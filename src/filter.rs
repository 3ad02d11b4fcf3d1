use sea_orm::Condition;
use sea_orm::sea_query::extension::postgres::{PgBinOper, PgExpr};
use sea_orm::sea_query::{Alias, Expr, Func, SimpleExpr};

use crate::entity;
use crate::models::{FieldKind, Filter, RangeField};

/// `data->>'key'`, the text value of a top-level document field.
pub(crate) fn json_text(key: &'static str) -> SimpleExpr {
    Expr::col(entity::Column::Data).binary(PgBinOper::CastJsonField, Expr::val(key))
}

/// `data->'key'`, the JSON value of a top-level document field.
pub(crate) fn json_get(key: &'static str) -> SimpleExpr {
    Expr::col(entity::Column::Data).binary(PgBinOper::GetJsonField, Expr::val(key))
}

/// `data->'damage'->>'key'`, a text value nested under the damage sub-record.
pub(crate) fn damage_text(key: &'static str) -> SimpleExpr {
    Expr::expr(json_get("damage")).binary(PgBinOper::CastJsonField, Expr::val(key))
}

/// `data->'damage'->'key'`, a JSON value nested under the damage sub-record.
fn damage_get(key: &'static str) -> SimpleExpr {
    Expr::expr(json_get("damage")).binary(PgBinOper::GetJsonField, Expr::val(key))
}

pub(crate) fn int_field(key: &'static str) -> SimpleExpr {
    Expr::expr(json_text(key)).cast_as(Alias::new("int4"))
}

pub(crate) fn float_field(key: &'static str) -> SimpleExpr {
    Expr::expr(json_text(key)).cast_as(Alias::new("float8"))
}

pub(crate) fn float_damage_field(key: &'static str) -> SimpleExpr {
    Expr::expr(damage_text(key)).cast_as(Alias::new("float8"))
}

/// Folds the search text and active filters into one AND-composed predicate.
///
/// Every present input contributes exactly one conjunctive clause; with no
/// inputs the condition is unconstrained and matches every row. Values are
/// always bound, never interpolated.
pub fn apply_filters(search_query: Option<&str>, filters: &[Filter]) -> Condition {
    let mut condition = Condition::all();

    if let Some(q) = search_query {
        let q = q.trim();
        if !q.is_empty() {
            condition = condition.add(Expr::expr(json_text("name")).ilike(format!("%{q}%")));
        }
    }

    for filter in filters {
        if let Some(clause) = filter_condition(filter) {
            condition = condition.add(clause);
        }
    }

    condition
}

/// Translates one filter into its predicate, or `None` when the filter is a
/// no-op: empty membership set, or a shape that does not fit the field kind.
fn filter_condition(filter: &Filter) -> Option<Condition> {
    match filter {
        Filter::Membership { field, values } => {
            if values.is_empty() {
                return None;
            }
            match field {
                FieldKind::Zone
                | FieldKind::Quality
                | FieldKind::SlotType
                | FieldKind::ItemType
                | FieldKind::Slot => Some(
                    Condition::all()
                        .add(Expr::expr(json_text(field.as_str())).is_in(values.clone())),
                ),
                FieldKind::PrimaryStats | FieldKind::SecondaryStats => {
                    Some(stat_key_condition(field.as_str(), values))
                }
                _ => None,
            }
        }
        Filter::Range { field, min, max } => {
            let range = match field {
                FieldKind::ItemLevel => RangeField::ItemLevel,
                FieldKind::RequiredLevel => RangeField::RequiredLevel,
                FieldKind::Dps => RangeField::Dps,
                FieldKind::Speed => RangeField::Speed,
                _ => return None,
            };
            Some(range_condition(range, *min, *max))
        }
    }
}

/// Matches documents whose stat map has any key from the accepted set.
fn stat_key_condition(map_key: &'static str, values: &[String]) -> Condition {
    let mut any = Condition::any();
    for value in values {
        let exists: SimpleExpr = Func::cust(Alias::new("jsonb_exists"))
            .arg(json_get(map_key))
            .arg(Expr::val(value.clone()))
            .into();
        any = any.add(exists);
    }
    any
}

/// Inclusive window on a numeric field. min > max is accepted as-is and
/// simply matches nothing. dps/speed additionally require the nested field
/// to be present.
fn range_condition(field: RangeField, min: f64, max: f64) -> Condition {
    match field {
        RangeField::ItemLevel => {
            Condition::all().add(Expr::expr(int_field("itemLevel")).between(min, max))
        }
        RangeField::RequiredLevel => {
            Condition::all().add(Expr::expr(int_field("requiredLevel")).between(min, max))
        }
        RangeField::Dps => Condition::all()
            .add(Expr::expr(float_damage_field("damagePerSecond")).between(min, max))
            .add(Expr::expr(damage_get("damagePerSecond")).is_not_null()),
        RangeField::Speed => Condition::all()
            .add(Expr::expr(float_damage_field("speed")).between(min, max))
            .add(Expr::expr(damage_get("speed")).is_not_null()),
    }
}

impl RangeField {
    /// Aggregate value expression, cast to float8 so MIN/MAX read as f64.
    pub(crate) fn value_expr(self) -> SimpleExpr {
        match self {
            RangeField::ItemLevel => float_field("itemLevel"),
            RangeField::RequiredLevel => float_field("requiredLevel"),
            RangeField::Dps => float_damage_field("damagePerSecond"),
            RangeField::Speed => float_damage_field("speed"),
        }
    }

    /// Raw text expression used for the presence guard.
    pub(crate) fn presence_expr(self) -> SimpleExpr {
        match self {
            RangeField::ItemLevel => json_text("itemLevel"),
            RangeField::RequiredLevel => json_text("requiredLevel"),
            RangeField::Dps => damage_text("damagePerSecond"),
            RangeField::Speed => damage_text("speed"),
        }
    }
}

--- Problem statement ---
In the answer, each entry from the listing must be transcribed exactly.

--- Final answer ---
filename src/filter.rs
repository 3ad02d11b4fcf3d1
use sea_orm::Condition;
use sea_orm::sea_query::extension::postgres::{PgBinOper, PgExpr};
use sea_orm::sea_query::{Alias, Expr, Func, SimpleExpr};

use crate::entity;
use crate::models::{FieldKind, Filter, RangeField};

/// `data->>'key'`, the text value of a top-level document field.
pub(crate) fn json_text(key: &'static str) -> SimpleExpr {
    Expr::col(entity::Column::Data).binary(PgBinOper::CastJsonField, Expr::val(key))
}

/// `data->'key'`, the JSON value of a top-level document field.
pub(crate) fn json_get(key: &'static str) -> SimpleExpr {
    Expr::col(entity::Column::Data).binary(PgBinOper::GetJsonField, Expr::val(key))
}

/// `data->'damage'->>'key'`, a text value nested under the damage sub-record.
pub(crate) fn damage_text(key: &'static str) -> SimpleExpr {
    Expr::expr(json_get("damage")).binary(PgBinOper::CastJsonField, Expr::val(key))
}

/// `data->'damage'->'key'`, a JSON value nested under the damage sub-record.
fn damage_get(key: &'static str) -> SimpleExpr {
    Expr::expr(json_get("damage")).binary(PgBinOper::GetJsonField, Expr::val(key))
}

pub(crate) fn int_field(key: &'static str) -> SimpleExpr {
    Expr::expr(json_text(key)).cast_as(Alias::new("int4"))
}

pub(crate) fn float_field(key: &'static str) -> SimpleExpr {
    Expr::expr(json_text(key)).cast_as(Alias::new("float8"))
}

pub(crate) fn float_damage_field(key: &'static str) -> SimpleExpr {
    Expr::expr(damage_text(key)).cast_as(Alias::new("float8"))
}

/// Folds the search text and active filters into one AND-composed predicate.
///
/// Every present input contributes exactly one conjunctive clause; with no
/// inputs the condition is unconstrained and matches every row. Values are
/// always bound, never interpolated.
pub fn apply_filters(search_query: Option<&str>, filters: &[Filter]) -> Condition {
    let mut condition = Condition::all();

    if let Some(q) = search_query {
        let q = q.trim();
        if !q.is_empty() {
            condition = condition.add(Expr::expr(json_text("name")).ilike(format!("%{q}%")));
        }
    }

    for filter in filters {
        if let Some(clause) = filter_condition(filter) {
            condition = condition.add(clause);
        }
    }

    condition
}

/// Translates one filter into its predicate, or `None` when the filter is a
/// no-op: empty membership set, or a shape that does not fit the field kind.
fn filter_condition(filter: &Filter) -> Option<Condition> {
    match filter {
        Filter::Membership { field, values } => {
            if values.is_empty() {
                return None;
            }
            match field {
                FieldKind::Zone
                | FieldKind::Quality
                | FieldKind::SlotType
                | FieldKind::ItemType
                | FieldKind::Slot => Some(
                    Condition::all()
                        .add(Expr::expr(json_text(field.as_str())).is_in(values.clone())),
                ),
                FieldKind::PrimaryStats | FieldKind::SecondaryStats => {
                    Some(stat_key_condition(field.as_str(), values))
                }
                _ => None,
            }
        }
        Filter::Range { field, min, max } => {
            let range = match field {
                FieldKind::ItemLevel => RangeField::ItemLevel,
                FieldKind::RequiredLevel => RangeField::RequiredLevel,
                FieldKind::Dps => RangeField::Dps,
                FieldKind::Speed => RangeField::Speed,
                _ => return None,
            };
            Some(range_condition(range, *min, *max))
        }
    }
}

/// Matches documents whose stat map has any key from the accepted set.
fn stat_key_condition(map_key: &'static str, values: &[String]) -> Condition {
    let mut any = Condition::any();
    for value in values {
        let exists: SimpleExpr = Func::cust(Alias::new("jsonb_exists"))
            .arg(json_get(map_key))
            .arg(Expr::val(value.clone()))
            .into();
        any = any.add(exists);
    }
    any
}

/// Inclusive window on a numeric field. min > max is accepted as-is and
/// simply matches nothing. dps/speed additionally require the nested field
/// to be present.
fn range_condition(field: RangeField, min: f64, max: f64) -> Condition {
    match field {
        RangeField::ItemLevel => {
            Condition::all().add(Expr::expr(int_field("itemLevel")).between(min, max))
        }
        RangeField::RequiredLevel => {
            Condition::all().add(Expr::expr(int_field("requiredLevel")).between(min, max))
        }
        RangeField::Dps => Condition::all()
            .add(Expr::expr(float_damage_field("damagePerSecond")).between(min, max))
            .add(Expr::expr(damage_get("damagePerSecond")).is_not_null()),
        RangeField::Speed => Condition::all()
            .add(Expr::expr(float_damage_field("speed")).between(min, max))
            .add(Expr::expr(damage_get("speed")).is_not_null()),
    }
}

impl RangeField {
    /// Aggregate value expression, cast to float8 so MIN/MAX read as f64.
    pub(crate) fn value_expr(self) -> SimpleExpr {
        match self {
            RangeField::ItemLevel => float_field("itemLevel"),
            RangeField::RequiredLevel => float_field("requiredLevel"),
            RangeField::Dps => float_damage_field("damagePerSecond"),
            RangeField::Speed => float_damage_field("speed"),
        }
    }

    /// Raw text expression used for the presence guard.
    pub(crate) fn presence_expr(self) -> SimpleExpr {
        match self {
            RangeField::ItemLevel => json_text("itemLevel"),
            RangeField::RequiredLevel => json_text("requiredLevel"),
            RangeField::Dps => damage_text("damagePerSecond"),
            RangeField::Speed => damage_text("speed"),
        }
    }
}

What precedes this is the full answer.